━━━ Listed records ━━━
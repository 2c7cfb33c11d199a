use anyhow::{Context, Result};
use clap::{Parser, Subcommand};
use std::path::{Path, PathBuf};

use slothwatch::config::{Config, CONFIG_FILENAME};
use slothwatch::reconstruct::{extract_container, Converter, FallbackPolicy};
use slothwatch::snapshot::read_container;

#[derive(Parser)]
#[command(
    name = "slothwatch",
    version,
    about = "Turn slothwatch snapshot archives into regression tests"
)]
struct Cli {
    #[command(subcommand)]
    command: Commands,
}

#[derive(Subcommand)]
enum Commands {
    /// Convert a snapshot archive into a test file and its data file
    Convert {
        /// Snapshot archive (`<snapshotId>.zip`)
        archive: PathBuf,

        /// Directory for the generated files
        #[arg(short = 'd', long = "to-dir", default_value = ".")]
        to_dir: PathBuf,

        /// Crate path the watched functions live under
        #[arg(long)]
        crate_name: Option<String>,

        /// Config file (defaults to ./slothwatch.toml when present)
        #[arg(long)]
        config: Option<PathBuf>,

        /// Fail on result types without a configured comparator
        #[arg(long)]
        strict: bool,
    },

    /// Print one line per recorded invocation
    Inspect {
        /// Snapshot archive (`<snapshotId>.zip`)
        archive: PathBuf,
    },
}

fn main() -> Result<()> {
    let filter = tracing_subscriber::EnvFilter::try_from_default_env()
        .unwrap_or_else(|_| tracing_subscriber::EnvFilter::new("info"));
    tracing_subscriber::fmt()
        .with_env_filter(filter)
        .with_writer(std::io::stderr)
        .with_ansi(std::env::var_os("NO_COLOR").is_none())
        .init();

    let cli = Cli::parse();
    match cli.command {
        Commands::Convert {
            archive,
            to_dir,
            crate_name,
            config,
            strict,
        } => convert(&archive, &to_dir, crate_name, config.as_deref(), strict),
        Commands::Inspect { archive } => inspect(&archive),
    }
}

fn load_config(path: Option<&Path>) -> Result<Config> {
    match path {
        Some(path) => {
            Config::load(path).with_context(|| format!("loading {}", path.display()))
        }
        None => Ok(Config::load_or_default(Path::new(CONFIG_FILENAME))?),
    }
}

fn convert(
    archive: &Path,
    to_dir: &Path,
    crate_name: Option<String>,
    config: Option<&Path>,
    strict: bool,
) -> Result<()> {
    let mut convert_config = load_config(config)?.convert;
    if crate_name.is_some() {
        convert_config.crate_name = crate_name;
    }
    if strict {
        convert_config.comparators.set_fallback(FallbackPolicy::Reject);
    }

    let output = Converter::new(convert_config)
        .convert_file(archive, to_dir)
        .with_context(|| format!("converting {}", archive.display()))?;

    println!("{}", output.test_file.display());
    println!("{}", output.data_file.display());
    Ok(())
}

fn inspect(archive: &Path) -> Result<()> {
    let root = read_container(archive).with_context(|| format!("reading {}", archive.display()))?;
    let container = extract_container(&root)?;

    println!(
        "snapshot {} (instance {}, session {}): {} records",
        container.snapshot_id,
        container.instance_id,
        container.session_id,
        container.len()
    );
    for record in &container.records {
        let target = if record.is_method() {
            format!("{}.{}", record.class_name, record.function_name)
        } else {
            record.function_name.clone()
        };
        let panicked = if record.additional_info.is_empty() {
            String::new()
        } else {
            format!(" [{}]", record.additional_info)
        };
        println!(
            "{:>4}  {}@{}  args={} results={}{}",
            record.run_id,
            target,
            record.scope_path,
            record.arguments.len(),
            record.results.len(),
            panicked
        );
    }
    Ok(())
}
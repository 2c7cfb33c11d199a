//! Error taxonomy for capture, persistence and reconstruction.
//!
//! Capture failures are swallowed (logged) by the interception shim so the
//! watched program keeps running. Everything on the conversion side is loud.

use std::path::PathBuf;

use crate::snapshot::model::SessionState;

/// A single invocation could not be recorded.
#[derive(Debug, thiserror::Error)]
pub enum CaptureError {
    #[error("no serializer registered for type `{0}`")]
    Unserializable(String),

    #[error("serializer failed for `{type_name}`: {message}")]
    Serializer { type_name: String, message: String },

    #[error("argument binding failed for `{function}`: {reason}")]
    Binding { function: String, reason: String },

    #[error("method `{0}` was invoked without a receiver")]
    MissingReceiver(String),

    #[error("`{function}` returns the tuple `{type_name}`; watch it with `call_tuple`")]
    TupleResult { function: String, type_name: String },
}

/// Writing a snapshot container failed. Fatal to the current flush.
#[derive(Debug, thiserror::Error)]
pub enum PersistenceError {
    #[error("I/O error writing {path}: {source}")]
    Io {
        path: PathBuf,
        #[source]
        source: std::io::Error,
    },

    #[error("archive error: {0}")]
    Archive(#[from] zip::result::ZipError),

    #[error("document error: {0}")]
    Document(String),
}

/// The container could not be opened or its document is malformed.
#[derive(Debug, thiserror::Error)]
pub enum ParseError {
    #[error("I/O error reading {path}: {source}")]
    Io {
        path: PathBuf,
        #[source]
        source: std::io::Error,
    },

    #[error("archive error: {0}")]
    Archive(#[from] zip::result::ZipError),

    #[error("xml syntax error at byte {position}: {message}")]
    Syntax { position: u64, message: String },

    #[error("unexpected root element `{found}` (expected `{expected}`)")]
    Root { expected: String, found: String },

    #[error("list node `{list}` contains `{found}` (expected `{expected}`)")]
    ListChild {
        list: String,
        expected: String,
        found: String,
    },

    #[error("record node `{parent}` has duplicate child `{child}`")]
    DuplicateChild { parent: String, child: String },

    #[error("document ended inside `{0}`")]
    Truncated(String),

    #[error("document contains no root element")]
    Empty,
}

/// A record in an otherwise well-formed document is unusable.
#[derive(Debug, thiserror::Error)]
pub enum ReconstructionError {
    #[error("{context}: missing required field `{field}`")]
    MissingField { context: String, field: String },

    #[error("{context}: field `{field}` is not a list node")]
    NotAList { context: String, field: String },

    #[error("{context}: invalid value `{value}` for `{field}`")]
    InvalidField {
        context: String,
        field: String,
        value: String,
    },

    #[error("{context}: bad base64 payload: {source}")]
    Base64 {
        context: String,
        #[source]
        source: base64::DecodeError,
    },

    #[error("{context}: bad type tag: {message}")]
    TypeTag { context: String, message: String },

    #[error("{context}: no comparator configured for type `{type_name}`")]
    NoComparator { context: String, type_name: String },
}

/// Illegal session state transitions.
#[derive(Debug, thiserror::Error)]
pub enum SessionError {
    #[error("cannot {action} while {state}")]
    InvalidTransition {
        state: SessionState,
        action: &'static str,
    },

    #[error(transparent)]
    Persistence(#[from] PersistenceError),
}

/// `slothwatch.toml` could not be loaded.
#[derive(Debug, thiserror::Error)]
pub enum ConfigError {
    #[error("failed to read {path}: {source}")]
    Io {
        path: PathBuf,
        #[source]
        source: std::io::Error,
    },

    #[error("invalid config file: {0}")]
    Toml(#[from] toml::de::Error),

    #[error("invalid value `{value}` for {key}: {reason}")]
    Invalid {
        key: String,
        value: String,
        reason: String,
    },
}

/// Failure of a whole container-to-tests conversion run.
#[derive(Debug, thiserror::Error)]
pub enum ConvertError {
    #[error(transparent)]
    Parse(#[from] ParseError),

    #[error(transparent)]
    Reconstruction(#[from] ReconstructionError),

    #[error("I/O error writing {path}: {source}")]
    Io {
        path: PathBuf,
        #[source]
        source: std::io::Error,
    },

    #[error("archive name `{0}` has no usable file stem")]
    ArchiveName(PathBuf),
}
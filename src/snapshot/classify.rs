//! Value classification: primitive literal vs. opaque serialized object.
//!
//! Only the exact scalar types listed in [`Primitive`] are literal-representable.
//! A newtype around `f64` is opaque, even though it behaves like a number.

use std::any::Any;

use base64::engine::general_purpose;
use base64::Engine as _;
use serde::{Deserialize, Serialize};

/// A value that can cross the capture boundary.
///
/// Implemented for every `'static` type; the trait only exists so that a
/// `&dyn Watched` carries its concrete type name alongside the `Any` view.
pub trait Watched: Any {
    fn type_name(&self) -> &'static str;
    fn as_any(&self) -> &dyn Any;
}

impl<T: Any> Watched for T {
    fn type_name(&self) -> &'static str {
        std::any::type_name::<T>()
    }

    fn as_any(&self) -> &dyn Any {
        self
    }
}

macro_rules! primitives {
    ($($variant:ident => $ty:ident),* $(,)?) => {
        /// A scalar captured by value.
        #[derive(Debug, Clone, Copy, PartialEq)]
        pub enum Primitive {
            $($variant($ty)),*
        }

        impl Primitive {
            /// Exact-type match against the supported scalars.
            pub fn from_any(value: &dyn Any) -> Option<Self> {
                $(
                    if let Some(v) = value.downcast_ref::<$ty>() {
                        return Some(Primitive::$variant(*v));
                    }
                )*
                None
            }

            pub fn type_name(&self) -> &'static str {
                match self {
                    $(Primitive::$variant(_) => stringify!($ty)),*
                }
            }

            /// Rebuild a primitive from its type name and stored literal text.
            pub fn parse(type_name: &str, text: &str) -> Option<Self> {
                let lowered;
                let text = if type_name == "bool" {
                    lowered = text.trim().to_ascii_lowercase();
                    lowered.as_str()
                } else {
                    text.trim()
                };
                match type_name {
                    $(stringify!($ty) => text.parse::<$ty>().ok().map(Primitive::$variant),)*
                    _ => None,
                }
            }

            /// Text stored in `par_value`.
            pub fn literal_text(&self) -> String {
                match self {
                    $(Primitive::$variant(v) => format!("{:?}", v)),*
                }
            }
        }
    };
}

primitives! {
    Bool => bool,
    I8 => i8,
    I16 => i16,
    I32 => i32,
    I64 => i64,
    I128 => i128,
    Isize => isize,
    U8 => u8,
    U16 => u16,
    U32 => u32,
    U64 => u64,
    U128 => u128,
    Usize => usize,
    F32 => f32,
    F64 => f64,
}

impl Primitive {
    /// A typed Rust expression producing this exact value.
    pub fn to_rust_literal(&self) -> String {
        match *self {
            Primitive::Bool(v) => v.to_string(),
            Primitive::F32(v) => float_literal(v as f64, "f32"),
            Primitive::F64(v) => float_literal(v, "f64"),
            other => format!("{}_{}", other.literal_text(), other.type_name()),
        }
    }
}

fn float_literal(v: f64, ty: &str) -> String {
    if v.is_nan() {
        format!("{ty}::NAN")
    } else if v == f64::INFINITY {
        format!("{ty}::INFINITY")
    } else if v == f64::NEG_INFINITY {
        format!("{ty}::NEG_INFINITY")
    } else if ty == "f32" {
        format!("{:?}_{ty}", v as f32)
    } else {
        format!("{v:?}_{ty}")
    }
}

/// How a parameter is handed to the watched function.
#[derive(Debug, Clone, Copy, PartialEq, Eq, Serialize, Deserialize, Default)]
#[serde(rename_all = "snake_case")]
pub enum Borrow {
    #[default]
    Owned,
    Shared,
    Mut,
}

impl Borrow {
    pub fn is_owned(&self) -> bool {
        matches!(self, Borrow::Owned)
    }

    /// Expression prefix used when passing the value.
    pub fn prefix(&self) -> &'static str {
        match self {
            Borrow::Owned => "",
            Borrow::Shared => "&",
            Borrow::Mut => "&mut ",
        }
    }
}

#[derive(Debug, thiserror::Error)]
pub enum TypeTagError {
    #[error("not base64: {0}")]
    Base64(#[from] base64::DecodeError),
    #[error("not a type descriptor: {0}")]
    Json(#[from] serde_json::Error),
}

/// The recorded identity of a value's runtime type.
#[derive(Debug, Clone, PartialEq, Eq, Serialize, Deserialize)]
pub struct TypeDescriptor {
    pub name: String,
    #[serde(default, skip_serializing_if = "Borrow::is_owned")]
    pub borrow: Borrow,
}

impl TypeDescriptor {
    pub fn new(name: impl Into<String>, borrow: Borrow) -> Self {
        Self {
            name: name.into(),
            borrow,
        }
    }

    pub fn of<T: Any>() -> Self {
        Self::new(std::any::type_name::<T>(), Borrow::Owned)
    }

    /// Encode as an opaque type tag (`par_type`).
    pub fn encode(&self) -> String {
        // Serializing a struct of strings into a Vec cannot fail.
        let json = serde_json::to_vec(self).unwrap_or_default();
        general_purpose::STANDARD.encode(json)
    }

    pub fn decode(tag: &str) -> Result<Self, TypeTagError> {
        let bytes = general_purpose::STANDARD.decode(tag.trim())?;
        Ok(serde_json::from_slice(&bytes)?)
    }
}

/// Result of [`classify`].
#[derive(Debug, Clone, PartialEq)]
pub struct Classification {
    pub descriptor: TypeDescriptor,
    pub primitive: Option<Primitive>,
}

impl Classification {
    pub fn type_tag(&self) -> String {
        self.descriptor.encode()
    }

    pub fn is_primitive(&self) -> bool {
        self.primitive.is_some()
    }
}

/// Classify a value. Never fails: anything non-primitive is opaque.
pub fn classify(value: &dyn Watched, borrow: Borrow) -> Classification {
    Classification {
        descriptor: TypeDescriptor::new(value.type_name(), borrow),
        primitive: Primitive::from_any(value.as_any()),
    }
}
//! Offline side: container tree to typed records to generated tests.

pub mod codegen;
pub mod comparator;
pub mod converter;
pub mod document;

pub use codegen::{reconstruct, DataFragment, TestFragment};
pub use comparator::{Comparator, ComparatorTable, FallbackPolicy};
pub use converter::{pack_name, ConvertOutput, Converter, GeneratedSources};
pub use document::extract_container;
━━━
Show every line above in which the word "Copy" is found.

        #[derive(Debug, Clone, Copy, PartialEq)]
#[derive(Debug, Clone, Copy, PartialEq, Eq, Serialize, Deserialize, Default)]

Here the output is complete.